La película se estrena en Argentina unos días antes de viajar a competir al Festival de San Sebastián

Inspirada en hechos reales Belén cuenta la angustiante historia de una joven tucumana acusada de realizarse un aborto clandestino y condenada a 8 años de prisión por homicidio.  En esa instancia una abogada militante decide hacerse cargo del caso contra todo un sistema judicial que está en su contra.

Belén es la nueva película de Dolores Fonzi como directora y continua explorando el universo femenino y la sororidad con personajes fuertes y muy queribles.  Si Blondi retrataba la maternidad moderna con herramientas que remitían al mejor cine indie (onda Jason Reitman y Diablo Cody) aquí estamos ante una obra más clásica, un thriller judicial al mejor estilo Clint Eastwood, con investigación y denuncia social pero nunca dejando de lado la humanidad de sus dos protagonistas: por un lado la acusada y todo su calvario y por el otro la abogada heroína dispuesta a todo por alcanzar la justicia.

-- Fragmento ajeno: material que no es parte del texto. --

/// A key into a dense arena: position `index()` of the arena it was handed
/// out by.
pub trait IndexRef: Copy + Eq {
    fn index(&self) -> usize;
    /// The key for position `input`.
    fn new(input: usize) -> Self;
}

El guión a cargo de Dolores Fonzi y Laura Paredes está compuesto por muchos elementos atractivos y todos muy bien balanceados.  De esta manera Belén funciona a muchos niveles.  Estamos ante una película testimonial con un caso emblema de una lucha y un proceso social iniciado por mujeres contra un sistema de valores injusto y vetusto.  Una trama judicial con muchos obstáculos y personajes indignantes.  Una historia sobre una mujer inocente cumpliendo una condena en la cárcel y finalmente el componente familiar en la subtrama de la abogada y esos vínculos entre colegas que construyen cotidianeidad y humor y funcionan como un alivio a la tensión y urgencia constante que propone el relato.

Hay un elenco multiestelar donde todos aportan grandes momentos con su presencia: Laura Paredes, Luis Machin, Julieta Cardinali, Sergio Prina y Cesar Troncoso, todos geniales incluso nos queda la sensación de que cada uno pudo tener más desarrollo, pero la duración tenía que ser otra.  Una historia tan comprometida como ésta tal vez merecía ese riesgo.  Pero hay que destacar sin dudas a Camila Plaate que lleva a su personaje a momentos extremos que emocionan y erizan la piel y Dolores Fonzi que construye a otra luchadora inclaudicable con pasión y ternura logrando otro personaje femenino icónico.

Belén tiene el compromiso, la fuerza y las emociones de las películas que nos hicieron amar el cine.